START Record set

//! One-way snapshot of the current table to CSV or JSON.

mod fs_utils;
mod json_csv;
pub mod logic;
mod model;

pub use logic::ExportLogic;
pub use model::RecordExport;

use clap::ValueEnum;

#[derive(Clone, Copy, Debug, PartialEq, Eq, ValueEnum)]
pub enum ExportFormat {
    Csv,
    Json,
}

impl ExportFormat {
    pub fn as_str(&self) -> &'static str {
        match self {
            ExportFormat::Csv => "csv",
            ExportFormat::Json => "json",
        }
    }
}
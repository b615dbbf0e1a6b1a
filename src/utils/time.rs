//! Time utilities: parsing HH:MM, minute truncation, serde helpers.

use crate::errors::{AppError, AppResult};
use chrono::{NaiveTime, Timelike};

pub const TIME_FORMAT: &str = "%H:%M";

pub fn parse_time(t: &str) -> Option<NaiveTime> {
    NaiveTime::parse_from_str(t.trim(), TIME_FORMAT).ok()
}

pub fn format_time(t: &NaiveTime) -> String {
    t.format(TIME_FORMAT).to_string()
}

/// Drop seconds and sub-seconds: arrival times are kept at minute precision.
pub fn truncate_to_minute(t: NaiveTime) -> NaiveTime {
    NaiveTime::from_hms_opt(t.hour(), t.minute(), 0).unwrap_or(t)
}

/// Current local time, minute precision.
pub fn now_minute() -> NaiveTime {
    truncate_to_minute(chrono::Local::now().time())
}

pub fn parse_optional_time(input: Option<&String>) -> AppResult<Option<NaiveTime>> {
    if let Some(s) = input {
        let t = parse_time(s).ok_or_else(|| AppError::InvalidTime(s.to_string()))?;
        Ok(Some(t))
    } else {
        Ok(None)
    }
}

/// Serde helper: `NaiveTime` ⇔ "HH:MM".
pub mod hhmm {
    use super::TIME_FORMAT;
    use chrono::NaiveTime;
    use serde::{Deserialize, Deserializer, Serializer};

    pub fn serialize<S: Serializer>(t: &NaiveTime, serializer: S) -> Result<S::Ok, S::Error> {
        serializer.serialize_str(&t.format(TIME_FORMAT).to_string())
    }

    pub fn deserialize<'de, D: Deserializer<'de>>(deserializer: D) -> Result<NaiveTime, D::Error> {
        let raw = String::deserialize(deserializer)?;
        NaiveTime::parse_from_str(&raw, TIME_FORMAT).map_err(serde::de::Error::custom)
    }
}
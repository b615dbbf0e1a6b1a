#![allow(dead_code)]
use assert_cmd::{Command, cargo_bin_cmd};
use std::env;
use std::fs;
use std::path::PathBuf;

pub fn rcl() -> Command {
    cargo_bin_cmd!("rcontainerlog")
}

/// Unique config path inside the system temp dir; any existing file is removed
/// so the run starts from defaults and never reads the user's real config.
pub fn setup_test_config(name: &str) -> String {
    let mut path: PathBuf = env::temp_dir();
    path.push(format!("{}_rcontainerlog.conf", name));
    let cfg_path = path.to_string_lossy().to_string();
    fs::remove_file(&cfg_path).ok();
    cfg_path
}

/// Create a temporary output file path inside tempdir and ensure it's removed
pub fn temp_out(name: &str, ext: &str) -> String {
    let mut path: PathBuf = env::temp_dir();
    path.push(format!("{}_rcontainerlog_out.{}", name, ext));
    let p = path.to_string_lossy().to_string();
    fs::remove_file(&p).ok();
    p
}

/// Run a shell session fed with `lines` on stdin.
pub fn shell(cfg_path: &str, lines: &[&str]) -> Command {
    let mut cmd = rcl();
    cmd.args(["--config", cfg_path, "shell", "--no-color"])
        .write_stdin(format!("{}\n", lines.join("\n")));
    cmd
}

/// Two records used by many tests: C1 at Ålesund, C2 at Molde.
pub const TWO_RECORDS: [&str; 2] = [
    "add --port Ålesund --container C1 --status empty --time 08:00 --date 2025-09-01",
    "add --port Molde --container C2 --status ADR --time 09:15 --date 2025-09-01",
];
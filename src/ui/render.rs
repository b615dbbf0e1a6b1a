//! Text rendering of the view model: the entries table and the edit form.

use super::labels::Labels;
use crate::core::ViewModel;
use crate::models::{ContainerRecord, RecordFields};
use crate::utils::formatting::pad_right;
use crate::utils::table::{Column, Table};
use crate::utils::{date, time};
use ansi_term::Colour;

pub struct RenderOptions {
    pub comment_width: usize,
    pub separator: char,
    pub color: bool,
}

impl Default for RenderOptions {
    fn default() -> Self {
        Self {
            comment_width: 40,
            separator: '-',
            color: true,
        }
    }
}

fn status_cell(rec: &ContainerRecord, color: bool) -> String {
    if color && rec.status.is_adr() {
        Colour::Red.paint(rec.status.code()).to_string()
    } else {
        rec.status.code().to_string()
    }
}

/// Entries table, or the "no entries" message when the store is empty.
pub fn render_table(view: &ViewModel, labels: &Labels, opts: &RenderOptions) -> String {
    if view.is_empty() {
        return format!("{}\n", labels.no_entries);
    }

    let mut columns = vec![Column::new("#")];
    columns.extend(labels.field_headers().into_iter().map(Column::new));
    let mut table = Table::new(columns).with_separator(opts.separator);

    for (i, rec) in view.rows() {
        let marker = if view.is_editing(i) { "*" } else { "" };
        let comment = textwrap::wrap(&rec.comment, opts.comment_width.max(1)).join("\n");
        table.add_row(vec![
            format!("{i}{marker}"),
            rec.date_str(),
            rec.port.to_string(),
            rec.container_number.clone(),
            status_cell(rec, opts.color),
            rec.time_str(),
            comment,
        ]);
    }

    table.render()
}

/// Staged values of an edit session, one labeled line per field.
pub fn render_staged(index: usize, staged: &RecordFields, labels: &Labels) -> String {
    let date = staged
        .date
        .map(|d| date::format_date(&d))
        .unwrap_or_default();
    let values = [
        date,
        staged.port.to_string(),
        staged.container_number.clone(),
        staged.status.to_string(),
        time::format_time(&staged.arrival_time),
        staged.comment.clone(),
    ];

    let headers = labels.field_headers();
    let width = headers
        .iter()
        .map(|h| crate::utils::formatting::visible_width(h))
        .max()
        .unwrap_or(0);

    let mut out = format!("{} #{index}\n", labels.edit_header);
    for (h, v) in headers.iter().zip(values) {
        out.push_str(&format!("  {} : {}\n", pad_right(h, width), v));
    }
    out
}

#[cfg(test)]
mod tests {
    use super::*;
    use crate::core::Ledger;
    use crate::models::{Port, Status};
    use crate::ui::labels::Language;
    use crate::utils::formatting::strip_ansi;
    use chrono::{NaiveDate, NaiveTime};

    fn day() -> NaiveDate {
        NaiveDate::from_ymd_opt(2025, 9, 1).unwrap()
    }

    fn plain() -> RenderOptions {
        RenderOptions {
            color: false,
            ..Default::default()
        }
    }

    #[test]
    fn empty_view_shows_message() {
        let ledger = Ledger::with_clock(day);
        let labels = Labels::for_language(Language::En);
        assert!(render_table(&ledger.view(), &labels, &plain()).contains("No container entries yet"));
    }

    #[test]
    fn table_lists_rows_with_index_and_edit_marker() {
        let ledger = Ledger::with_clock(day);
        let t = NaiveTime::from_hms_opt(8, 0, 0).unwrap();
        ledger.submit_entry(&RecordFields::new(Port::Alesund, "C1", Status::Empty, t));
        ledger.submit_entry(&RecordFields::new(Port::Forde, "C2", Status::Adr, t));
        ledger.begin_edit(1).unwrap();

        let labels = Labels::for_language(Language::Hr);
        let out = strip_ansi(&render_table(&ledger.view(), &labels, &RenderOptions::default()));
        let lines: Vec<&str> = out.lines().collect();

        assert!(lines[0].starts_with("#  Datum"));
        assert!(lines[0].contains("Vrijeme dolaska"));
        assert!(lines[2].starts_with("0  2025-09-01 Ålesund C1"));
        assert!(lines[3].starts_with("1* 2025-09-01 Førde"));
        assert!(lines[3].contains("ADR"));
    }

    #[test]
    fn long_comments_wrap() {
        let ledger = Ledger::with_clock(day);
        let t = NaiveTime::from_hms_opt(8, 0, 0).unwrap();
        ledger.submit_entry(
            &RecordFields::new(Port::Molde, "C1", Status::B, t)
                .with_comment("seal checked and door damaged on arrival"),
        );

        let opts = RenderOptions {
            comment_width: 20,
            ..plain()
        };
        let labels = Labels::for_language(Language::En);
        let out = render_table(&ledger.view(), &labels, &opts);
        assert_eq!(out.lines().count(), 2 + 3);
    }

    #[test]
    fn staged_form_lists_every_field() {
        let staged = RecordFields::new(
            Port::Molde,
            "C2",
            Status::Adr,
            NaiveTime::from_hms_opt(9, 15, 0).unwrap(),
        )
        .with_date(day());
        let out = render_staged(0, &staged, &Labels::for_language(Language::En));

        assert!(out.starts_with("✏️ Edit Container Entry #0"));
        assert!(out.contains("Port             : Molde"));
        assert!(out.contains("Arrival Time     : 09:15"));
        assert_eq!(out.lines().count(), 7);
    }
}
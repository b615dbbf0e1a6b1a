//! Unified application error type.
//! All modules (store, core, cli, config, export) return AppError to keep the
//! error handling consistent and easy to manage.

use std::io;
use thiserror::Error;

#[derive(Error, Debug)]
pub enum AppError {
    // ---------------------------
    // IO
    // ---------------------------
    #[error("I/O error: {0}")]
    Io(#[from] io::Error),

    // ---------------------------
    // Store / workflow errors
    // ---------------------------
    #[error("Index {index} is out of range (records: {len})")]
    IndexOutOfRange { index: usize, len: usize },

    #[error("Container number must not be empty")]
    EmptyIdentifier,

    #[error("No record is currently being edited")]
    NoActiveEdit,

    // ---------------------------
    // Parsing errors
    // ---------------------------
    #[error("Invalid port: {0}")]
    InvalidPort(String),

    #[error("Invalid status: {0}")]
    InvalidStatus(String),

    #[error("Invalid date format: {0} (expected YYYY-MM-DD)")]
    InvalidDate(String),

    #[error("Invalid time format: {0} (expected HH:MM)")]
    InvalidTime(String),

    #[error("{0}")]
    Command(String),

    // ---------------------------
    // Config errors
    // ---------------------------
    #[error("Configuration error: {0}")]
    Config(String),

    #[error("YAML error: {0}")]
    Yaml(#[from] serde_yaml::Error),

    // ---------------------------
    // Export errors
    // ---------------------------
    #[error("CSV error: {0}")]
    Csv(#[from] csv::Error),

    #[error("JSON error: {0}")]
    Json(#[from] serde_json::Error),

    #[error("Export error: {0}")]
    Export(String),
}

pub type AppResult<T> = Result<T, AppError>;
//! Text rendering utilities.

mod wrap;

pub use wrap::{truncate_to_width, visual_width, wrap_text};
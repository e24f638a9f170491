//! Slash command system for the parley TUI.
//!
//! Commands are typed into the message input starting with `/`, for
//! example `/switch 64f1c2` or `/quit`. A leading `//` sends a literal
//! message starting with `/`.

mod parse;

pub use parse::{parse_command, Command, CommandInfo, COMMANDS};

/// Check if input starts with '/' (is a command).
pub fn is_command(input: &str) -> bool {
    input.trim().starts_with('/') && !input.trim().starts_with("//")
}

/// Unescape a slash message (// -> /).
pub fn unescape_slash(input: &str) -> String {
    let trimmed = input.trim_start();
    if let Some(rest) = trimmed.strip_prefix("//") {
        format!("/{rest}")
    } else {
        input.to_string()
    }
}

#[cfg(test)]
mod tests {
    use super::*;

    #[test]
    fn test_is_command() {
        assert!(is_command("/quit"));
        assert!(is_command("  /switch abc"));
        assert!(!is_command("//not a command"));
        assert!(!is_command("hello /quit"));
    }

    #[test]
    fn test_unescape_slash() {
        assert_eq!(unescape_slash("//shrug"), "/shrug");
        assert_eq!(unescape_slash("plain"), "plain");
    }
}
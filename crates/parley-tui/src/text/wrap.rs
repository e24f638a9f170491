//! Text wrapping and width utilities for message bodies.

use unicode_width::{UnicodeWidthChar, UnicodeWidthStr};

/// Wrap a plain text string to the specified width.
///
/// Embedded newlines are kept as hard breaks; an empty input yields one
/// empty line.
pub fn wrap_text(text: &str, width: usize) -> Vec<String> {
    if width == 0 {
        return vec![text.to_string()];
    }
    textwrap::wrap(text, width)
        .into_iter()
        .map(std::borrow::Cow::into_owned)
        .collect()
}

/// Visual width of a string in terminal cells.
pub fn visual_width(s: &str) -> usize {
    UnicodeWidthStr::width(s)
}

/// Truncate a string to a maximum visual width, appending "..." when cut.
pub fn truncate_to_width(s: &str, max_width: usize) -> String {
    if visual_width(s) <= max_width {
        return s.to_string();
    }

    let target = max_width.saturating_sub(3);
    let mut result = String::new();
    let mut width = 0;
    for ch in s.chars() {
        let w = ch.width().unwrap_or(0);
        if width + w > target {
            break;
        }
        result.push(ch);
        width += w;
    }
    result.push_str("...");
    result
}
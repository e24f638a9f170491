//! Configuration types for the parley engine.
//!
//! This module defines where the chat backend lives and how the live
//! channel behaves when the transport drops.

use serde::{Deserialize, Serialize};
use std::path::Path;
use std::time::Duration;
use url::Url;

/// Main configuration for parley.
#[derive(Debug, Clone, PartialEq, Eq, Serialize, Deserialize)]
pub struct Config {
    /// Base URL of the chat backend (serves both history and live channel).
    #[serde(default = "default_base_url")]
    pub base_url: String,

    /// Reconnection attempts after transport loss before giving up.
    #[serde(default = "default_reconnect_attempts")]
    pub reconnect_attempts: u32,

    /// Fixed delay between reconnection attempts, in milliseconds.
    #[serde(default = "default_reconnect_delay_ms")]
    pub reconnect_delay_ms: u64,

    /// Timeout for the history request, in seconds.
    #[serde(default = "default_request_timeout_secs")]
    pub request_timeout_secs: u64,
}

fn default_base_url() -> String {
    "http://localhost:5000".into()
}

fn default_reconnect_attempts() -> u32 {
    5
}

fn default_reconnect_delay_ms() -> u64 {
    3000
}

fn default_request_timeout_secs() -> u64 {
    10
}

impl Default for Config {
    fn default() -> Self {
        Self {
            base_url: default_base_url(),
            reconnect_attempts: default_reconnect_attempts(),
            reconnect_delay_ms: default_reconnect_delay_ms(),
            request_timeout_secs: default_request_timeout_secs(),
        }
    }
}

impl Config {
    /// Load configuration from a file.
    pub fn load(path: &Path) -> Result<Self, ConfigError> {
        let content = std::fs::read_to_string(path).map_err(ConfigError::Io)?;
        serde_json::from_str(&content).map_err(ConfigError::Parse)
    }

    /// Save configuration to a file.
    pub fn save(&self, path: &Path) -> Result<(), ConfigError> {
        let content = serde_json::to_string_pretty(self).map_err(ConfigError::Serialize)?;
        if let Some(parent) = path.parent() {
            std::fs::create_dir_all(parent).map_err(ConfigError::Io)?;
        }
        std::fs::write(path, content).map_err(ConfigError::Io)
    }

    /// Delay between reconnection attempts.
    pub fn reconnect_delay(&self) -> Duration {
        Duration::from_millis(self.reconnect_delay_ms)
    }

    /// Timeout for history requests.
    pub fn request_timeout(&self) -> Duration {
        Duration::from_secs(self.request_timeout_secs)
    }

    /// History endpoint for a conversation: `{base}/api/chat/{id}`.
    pub fn history_url(&self, conversation_id: &str) -> Result<Url, ConfigError> {
        let mut url = self.base()?;
        url.path_segments_mut()
            .map_err(|()| ConfigError::InvalidUrl(self.base_url.clone()))?
            .pop_if_empty()
            .extend(["api", "chat", conversation_id]);
        Ok(url)
    }

    /// Live channel endpoint, with the scheme switched to `ws`/`wss`.
    pub fn socket_url(&self) -> Result<Url, ConfigError> {
        let mut url = self.base()?;
        let scheme = match url.scheme() {
            "http" => "ws",
            "https" => "wss",
            _ => return Err(ConfigError::InvalidUrl(self.base_url.clone())),
        };
        url.set_scheme(scheme)
            .map_err(|()| ConfigError::InvalidUrl(self.base_url.clone()))?;
        url.set_path("/socket.io/");
        url.set_query(Some("EIO=4&transport=websocket"));
        Ok(url)
    }

    fn base(&self) -> Result<Url, ConfigError> {
        let url =
            Url::parse(&self.base_url).map_err(|_| ConfigError::InvalidUrl(self.base_url.clone()))?;
        match url.scheme() {
            "http" | "https" => Ok(url),
            _ => Err(ConfigError::InvalidUrl(self.base_url.clone())),
        }
    }
}

/// Errors that can occur when working with configuration.
#[derive(Debug, thiserror::Error)]
pub enum ConfigError {
    /// I/O error reading or writing config.
    #[error("I/O error: {0}")]
    Io(#[from] std::io::Error),

    /// Error parsing config JSON.
    #[error("Parse error: {0}")]
    Parse(#[source] serde_json::Error),

    /// Error serializing config to JSON.
    #[error("Serialize error: {0}")]
    Serialize(#[source] serde_json::Error),

    /// Base URL is not an http(s) URL.
    #[error("Invalid base URL: {0}")]
    InvalidUrl(String),
}
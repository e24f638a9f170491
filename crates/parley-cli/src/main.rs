//! parley CLI: Command-line interface for the parley chat client

use clap::{Args, Parser, Subcommand};
use parley_engine::{Config, HistorySource, HttpHistory, Participants, Roster};
use std::fs::File;
use std::path::{Path, PathBuf};
use std::sync::Mutex;
use tracing::info;
use tracing_subscriber::EnvFilter;

/// Terminal chat client for a single conversation
#[derive(Parser)]
#[command(name = "parley")]
#[command(author, version, about, long_about = None)]
struct Cli {
    /// Path to the JSON config file
    #[arg(long, global = true, default_value = "parley.json")]
    config: PathBuf,

    /// Backend base URL (overrides the config file)
    #[arg(long, global = true, env = "PARLEY_BASE_URL")]
    base_url: Option<String>,

    /// Where log output goes while the TUI owns the terminal
    #[arg(long, global = true, default_value = "parley.log")]
    log_file: PathBuf,

    #[command(flatten)]
    chat: ChatArgs,

    #[command(subcommand)]
    command: Option<Commands>,
}

#[derive(Args, Clone, Default)]
struct ChatArgs {
    /// Your user id
    #[arg(long, env = "PARLEY_USER")]
    user: Option<String>,

    /// User id of the person you are talking to
    #[arg(long = "with", env = "PARLEY_WITH")]
    counterpart: Option<String>,

    /// Conversation id to open
    #[arg(long, env = "PARLEY_CONVERSATION")]
    conversation: Option<String>,

    /// JSON file with `[{"id": .., "name": ..}]` for display names
    #[arg(long)]
    roster: Option<PathBuf>,
}

#[derive(Subcommand)]
enum Commands {
    /// Open the chat TUI (default when no command specified)
    Chat(ChatArgs),

    /// Write a config file with default values
    Init,

    /// Fetch and print a conversation's history
    History {
        /// Conversation id
        conversation: String,

        /// Output as JSON
        #[arg(long)]
        json: bool,
    },
}

fn main() {
    let cli = Cli::parse();

    let result = match &cli.command {
        None => cmd_chat(&cli, &cli.chat),
        Some(Commands::Chat(args)) => cmd_chat(&cli, &args.or(&cli.chat)),
        Some(Commands::Init) => cmd_init(&cli.config),
        Some(Commands::History { conversation, json }) => cmd_history(&cli, conversation, *json),
    };

    if let Err(e) = result {
        eprintln!("Error: {e}");
        std::process::exit(1);
    }
}

impl ChatArgs {
    /// Fill unset fields from `fallback` (flags given before the subcommand).
    fn or(&self, fallback: &ChatArgs) -> ChatArgs {
        ChatArgs {
            user: self.user.clone().or_else(|| fallback.user.clone()),
            counterpart: self.counterpart.clone().or_else(|| fallback.counterpart.clone()),
            conversation: self.conversation.clone().or_else(|| fallback.conversation.clone()),
            roster: self.roster.clone().or_else(|| fallback.roster.clone()),
        }
    }
}

fn init_logging(path: &Path) -> Result<(), Box<dyn std::error::Error>> {
    let file = File::create(path)?;
    let filter = EnvFilter::try_from_env("PARLEY_LOG").unwrap_or_else(|_| EnvFilter::new("info"));
    tracing_subscriber::fmt()
        .with_env_filter(filter)
        .with_writer(Mutex::new(file))
        .with_ansi(false)
        .init();
    Ok(())
}

/// Load the config file if present, then apply flag overrides.
fn load_config(cli: &Cli) -> Result<Config, Box<dyn std::error::Error>> {
    let mut config = if cli.config.exists() {
        Config::load(&cli.config)?
    } else {
        Config::default()
    };
    if let Some(base_url) = &cli.base_url {
        config.base_url.clone_from(base_url);
    }
    Ok(config)
}

fn cmd_chat(cli: &Cli, args: &ChatArgs) -> Result<(), Box<dyn std::error::Error>> {
    let (Some(user), Some(counterpart), Some(conversation)) =
        (&args.user, &args.counterpart, &args.conversation)
    else {
        return Err("--user, --with and --conversation are required to open a chat".into());
    };

    let config = load_config(cli)?;
    let roster = match &args.roster {
        Some(path) => Roster::from_json(&std::fs::read_to_string(path)?)?,
        None => Roster::default(),
    };

    init_logging(&cli.log_file)?;
    info!(
        base_url = %config.base_url,
        user = %user,
        conversation = %conversation,
        roster = roster.len(),
        "opening chat"
    );

    let participants = Participants {
        current_user: user.clone(),
        counterpart: counterpart.clone(),
        roster,
    };

    let rt = tokio::runtime::Runtime::new()?;
    rt.block_on(parley_tui::run_tui(config, participants, conversation.clone()))
}

fn cmd_init(config_path: &Path) -> Result<(), Box<dyn std::error::Error>> {
    if config_path.exists() {
        println!("Config already exists at {}", config_path.display());
        return Ok(());
    }

    Config::default().save(config_path)?;
    println!("Created {}", config_path.display());
    Ok(())
}

fn cmd_history(cli: &Cli, conversation: &str, json: bool) -> Result<(), Box<dyn std::error::Error>> {
    let config = load_config(cli)?;
    let history = HttpHistory::new(config)?;

    let rt = tokio::runtime::Runtime::new()?;
    let messages = rt.block_on(history.fetch(conversation))?;

    if json {
        println!("{}", serde_json::to_string_pretty(&messages)?);
        return Ok(());
    }

    if messages.is_empty() {
        println!("No messages in {conversation}");
        return Ok(());
    }
    for m in &messages {
        println!(
            "[{}] {}: {}",
            m.created_at.format("%Y-%m-%d %H:%M"),
            m.sender,
            m.body
        );
    }
    Ok(())
}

END Record set

* Task
Retype only this portion of the data above: the line containing "pub enum ConfigError", the line containing "the config file)", and all lines between them, exactly.

* Task solution
pub enum ConfigError {
    /// I/O error reading or writing config.
    #[error("I/O error: {0}")]
    Io(#[from] std::io::Error),

    /// Error parsing config JSON.
    #[error("Parse error: {0}")]
    Parse(#[source] serde_json::Error),

    /// Error serializing config to JSON.
    #[error("Serialize error: {0}")]
    Serialize(#[source] serde_json::Error),

    /// Base URL is not an http(s) URL.
    #[error("Invalid base URL: {0}")]
    InvalidUrl(String),
}
repository e24f638a9f170491
filename crates/parley-cli/src/main.rs
//! parley CLI: Command-line interface for the parley chat client

use clap::{Args, Parser, Subcommand};
use parley_engine::{Config, HistorySource, HttpHistory, Participants, Roster};
use std::fs::File;
use std::path::{Path, PathBuf};
use std::sync::Mutex;
use tracing::info;
use tracing_subscriber::EnvFilter;

/// Terminal chat client for a single conversation
#[derive(Parser)]
#[command(name = "parley")]
#[command(author, version, about, long_about = None)]
struct Cli {
    /// Path to the JSON config file
    #[arg(long, global = true, default_value = "parley.json")]
    config: PathBuf,

    /// Backend base URL (overrides the config file)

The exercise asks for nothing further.